Figure 1Aortic abdominal aneurysm (AAA) leukocyte infiltration: comparison and relationship between aneurysmal wall and PVT. (A) Gating strategy depicting identification of total leukocytes (CD45+) and leukocyte sub-populations: granulocytes, dendritic cells, B cells, T cells, NK cells and macrophages in AAA (aortic abdominal aneurysm). Gates were applied based on fluorescence minus one (FMO) analysis. (B) Distribution of the main leukocytes: T cells (CD3+), B cells (CD19+), NK cells (CD16+CD56+), macrophages (CD11b+CD64+), dendritic cells (CD83+), granulocytes (CD66b+) in wall and PVT of AAA tissue (n = 8–11), T cell percentages compared to other leukocyte subpopulations, t-test for related samples, p values presented on graphs only for statistically significant comparisons. (C) Bottom panel: example of immunofluorescence staining of T cells (CD3+) shown in red and macrophages (CD68+) shown in green in PVT and wall of an AAA. Nuclear staining (DAPI) is shown in blue. Example of T cell and macrophage co-localization shown by yellow/orange staining; white arrow. Representative of n = 5; Top panel: negative control consisting of secondary antibody staining only with DAPI. Scale bar = 50 μM.

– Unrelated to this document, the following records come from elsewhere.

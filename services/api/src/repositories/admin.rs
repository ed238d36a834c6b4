//! User management repository (admin only)

use auth::UserRole;
use reqwest::Method;
use tracing::info;

use crate::{
    client::ApiClient,
    error::ApiResult,
    models::{Page, UpdateUserRoleRequest, UserSummary},
};

/// Default page size of the user listing
pub const DEFAULT_PAGE_SIZE: u32 = 20;

/// User management repository
#[derive(Clone)]
pub struct UserAdminRepository {
    client: ApiClient,
}

impl UserAdminRepository {
    /// Create a new user management repository
    pub fn new(client: ApiClient) -> Self {
        Self { client }
    }

    /// Get one page of users, newest first; `page` is zero-based
    pub async fn get_page(&self, page: u32, size: u32) -> ApiResult<Page<UserSummary>> {
        let builder = self
            .client
            .request(Method::GET, "/admin/users")?
            .query(&[("page", page), ("size", size)]);
        self.client.fetch(builder).await
    }

    /// Get every user without pagination
    pub async fn get_all(&self) -> ApiResult<Vec<UserSummary>> {
        self.client.get("/admin/users/all").await
    }

    /// Get a user by ID
    pub async fn get_by_id(&self, user_id: i64) -> ApiResult<UserSummary> {
        self.client.get(&format!("/admin/users/{}", user_id)).await
    }

    /// Change the role of a user
    pub async fn update_role(&self, user_id: i64, role: UserRole) -> ApiResult<UserSummary> {
        info!("Updating role for user {} to {}", user_id, role);
        self.client
            .put(
                &format!("/admin/users/{}/role", user_id),
                &UpdateUserRoleRequest { role },
            )
            .await
    }
}
//! Video progress and completion models

use chrono::NaiveDateTime;
use serde::{Deserialize, Serialize};

/// Stored watch progress for one video
///
/// A video never watched comes back with zero position and no timestamp.
#[derive(Debug, Clone, Default, Serialize, Deserialize, PartialEq)]
#[serde(rename_all = "camelCase")]
pub struct VideoProgress {
    #[serde(default)]
    pub watch_percentage: f64,
    #[serde(default)]
    pub last_position_seconds: i32,
    #[serde(default)]
    pub is_completed: bool,
    #[serde(default)]
    pub updated_at: Option<NaiveDateTime>,
}

/// Body of a progress save
#[derive(Debug, Clone, Copy, Serialize, Deserialize, PartialEq, Eq)]
#[serde(rename_all = "camelCase")]
pub struct SaveProgressRequest {
    pub current_position_seconds: i32,
}

/// Result of marking a video complete
///
/// Completion is idempotent on the backend: repeating it reports
/// `already_completed` and awards no further experience.
#[derive(Debug, Clone, Serialize, Deserialize, PartialEq)]
pub struct VideoCompletion {
    #[serde(default)]
    pub completion_id: Option<i64>,
    pub video_id: i64,
    #[serde(default)]
    pub user_id: Option<i64>,
    #[serde(default)]
    pub exp_awarded: i32,
    #[serde(default)]
    pub leveled_up: bool,
    #[serde(default)]
    pub current_level: Option<i32>,
    #[serde(default)]
    pub current_exp: Option<i32>,
    #[serde(default)]
    pub exp_for_next_level: Option<i32>,
    #[serde(default)]
    pub exp_progress_percentage: Option<i32>,
    #[serde(default)]
    pub completed_at: Option<NaiveDateTime>,
    #[serde(default)]
    pub already_completed: bool,
}

impl VideoCompletion {
    /// Experience gained by this call; zero when it was a repeat
    pub fn newly_awarded_exp(&self) -> i32 {
        if self.already_completed {
            0
        } else {
            self.exp_awarded
        }
    }
}

/// Whether the current user completed a video
#[derive(Debug, Clone, Serialize, Deserialize, PartialEq)]
pub struct CompletionStatus {
    pub video_id: i64,
    #[serde(default)]
    pub is_completed: bool,
    #[serde(default)]
    pub completed_at: Option<NaiveDateTime>,
    #[serde(default)]
    pub exp_awarded: Option<i32>,
}

#[cfg(test)]
mod tests {
    use super::*;

    #[test]
    fn test_progress_wire_format() {
        let raw = r#"{"watchPercentage": 41.5, "lastPositionSeconds": 249,
                      "isCompleted": false, "updatedAt": "2025-03-01T10:15:30"}"#;

        let progress: VideoProgress = serde_json::from_str(raw).unwrap();

        assert_eq!(progress.last_position_seconds, 249);
        assert!(!progress.is_completed);
        assert!(progress.updated_at.is_some());

        let empty: VideoProgress = serde_json::from_str(
            r#"{"watchPercentage": 0, "lastPositionSeconds": 0, "isCompleted": false, "updatedAt": null}"#,
        )
        .unwrap();
        assert_eq!(empty, VideoProgress::default());
    }

    #[test]
    fn test_save_body_is_camel_case() {
        let body = serde_json::to_value(SaveProgressRequest {
            current_position_seconds: 7,
        })
        .unwrap();

        assert_eq!(body, serde_json::json!({ "currentPositionSeconds": 7 }));
    }

    #[test]
    fn test_repeated_completion_awards_nothing() {
        let raw = r#"{"video_id": 5, "exp_awarded": 100, "leveled_up": false,
                      "current_level": 3, "current_exp": 450,
                      "completed_at": "2025-03-01T10:15:30", "already_completed": true}"#;

        let completion: VideoCompletion = serde_json::from_str(raw).unwrap();

        assert!(completion.already_completed);
        assert_eq!(completion.newly_awarded_exp(), 0);
    }
}
//! Course models

use serde::{Deserialize, Serialize};

/// Course as listed in the catalogue
#[derive(Debug, Clone, Serialize, Deserialize, PartialEq)]
#[serde(rename_all = "camelCase")]
pub struct CourseSummary {
    pub course_id: i64,
    pub title: String,
    #[serde(default)]
    pub description: Option<String>,
    #[serde(default)]
    pub cover_image_url: Option<String>,
    #[serde(default)]
    pub instructor_name: Option<String>,
    #[serde(default)]
    pub instructor_avatar_url: Option<String>,
    #[serde(default)]
    pub price: f64,
    #[serde(default)]
    pub free: bool,
    #[serde(default)]
    pub owned: bool,
    #[serde(default)]
    pub total_dungeons: i32,
    #[serde(default)]
    pub total_videos: i32,
}

/// Course with its dungeons and videos
#[derive(Debug, Clone, Serialize, Deserialize, PartialEq)]
#[serde(rename_all = "camelCase")]
pub struct CourseDetail {
    pub course_id: i64,
    pub title: String,
    #[serde(default)]
    pub description: Option<String>,
    #[serde(default)]
    pub cover_image_url: Option<String>,
    #[serde(default)]
    pub instructor_name: Option<String>,
    #[serde(default)]
    pub price: f64,
    #[serde(default)]
    pub free: bool,
    #[serde(default)]
    pub owned: bool,
    #[serde(default)]
    pub total_dungeons: i32,
    #[serde(default)]
    pub total_videos: i32,
    #[serde(default)]
    pub dungeons: Vec<Dungeon>,
}

impl CourseDetail {
    /// Whether the current user may watch every video of this course
    pub fn is_accessible(&self) -> bool {
        self.owned || self.free
    }

    /// All videos in playback order: dungeon order, then position within
    /// the dungeon, as delivered by the backend
    pub fn videos(&self) -> impl Iterator<Item = &Video> {
        self.dungeons.iter().flat_map(|d| d.videos.iter())
    }
}

/// Chapter of a course
#[derive(Debug, Clone, Serialize, Deserialize, PartialEq)]
#[serde(rename_all = "camelCase")]
pub struct Dungeon {
    pub dungeon_id: i64,
    pub title: String,
    #[serde(default)]
    pub dungeon_number: Option<i32>,
    #[serde(default)]
    pub description: Option<String>,
    #[serde(default)]
    pub difficulty: Option<i32>,
    #[serde(default)]
    pub order_index: Option<i32>,
    #[serde(default)]
    pub videos: Vec<Video>,
}

/// Video entry inside a dungeon
#[derive(Debug, Clone, Serialize, Deserialize, PartialEq)]
#[serde(rename_all = "camelCase")]
pub struct Video {
    pub video_id: i64,
    pub title: String,
    #[serde(default)]
    pub description: Option<String>,
    #[serde(default)]
    pub duration_seconds: Option<i32>,
    #[serde(default)]
    pub video_url: String,
    #[serde(default)]
    pub thumbnail_url: Option<String>,
    #[serde(default)]
    pub order_index: Option<i32>,
    #[serde(default)]
    pub exp_reward: Option<i32>,
    /// Preview video anyone may watch
    #[serde(default)]
    pub demo: bool,
    #[serde(default)]
    pub completed: bool,
}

Figure 2Aortic abdominal aneurysm (AAA) leukocyte infiltrate: comparison and relationship between aneurysmal wall and PVT. (A) Example of flow cytometric identification of leukocytes (CD45+), total T cells (CD3+) and CD4+, CD8+ T cell subpopulations in aneurysmal wall and PVT. (B) Leukocyte number per mg of aneurysmal wall vs. PVT, n = 40, **p < 0.01 (Wilcoxon matched paired). (C) T cells number per mg of aneurysmal wall vs. PVT, n = 39, *p < 0.05 (Wilcoxon matched paired). (F) Spearman rho correlation between number of leukocytes in aneurysmal wall and PVT; R = 0.384, n = 40, p = 0.015. (G) Spearman rho correlation between number of T cells in aneurysmal wall and PVT; R = 0.418, n = 39, p = 0.007. (D) CD4+ T cell number per mg of wall and PVT of AAA tissue, n = 39, p < 0.05 (Wilcoxon matched paired). (E) CD8+ T cell number per mg of wall and PVT in AAA, n = 39, NS (Wilcoxon matched paired).

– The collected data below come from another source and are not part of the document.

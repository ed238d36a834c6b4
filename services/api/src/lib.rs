//! Typed client for the course platform REST API
//!
//! All calls go through the authenticated request pipeline from the `auth`
//! crate, so expired access tokens are refreshed transparently.

pub mod client;
pub mod draft;
pub mod error;
pub mod models;
pub mod repositories;
pub mod state;
pub mod validation;

pub use client::ApiClient;
pub use draft::ProfileDraftStore;
pub use error::{ApiError, ApiResult, ErrorResponse};
pub use state::ApiState;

Figure 3Effect of patient gender on immune cell numbers in AAA wall and PVT. Male vs. female total leukocyte and T cell content in AAA PVT and wall. (A) Leukocyte number per mg of aneurysmal wall and PVT in male group n = 31 vs. female group n = 9 (B). T cell number per mg of aneurysmal wall and PVT in male group n = 30 vs. female group n = 9. Mann-Whitney test for comparison male vs. female for wall and PVT, Wilcoxon test for comparison wall vs. PVT within male and female group. p values presented on graphs only for statistically significant comparisons.
Figure 4Relationship between T cell number and AAA size. AAA diameter was determined by preoperative CT. Graphs display relationship between AAA size (tertile 1 ≤ 53 mm; tertile 2 ≤ 60 mm; tertile 3 > 60 mm) and CD3+ cell infiltration in wall (A) and PVT (B) (mean/SEM/25–75 CI); (n = 20/10/9 for tertiles); statistical comparisons were performed by ANOVA with Neuman-Keuls post-hoc analysis.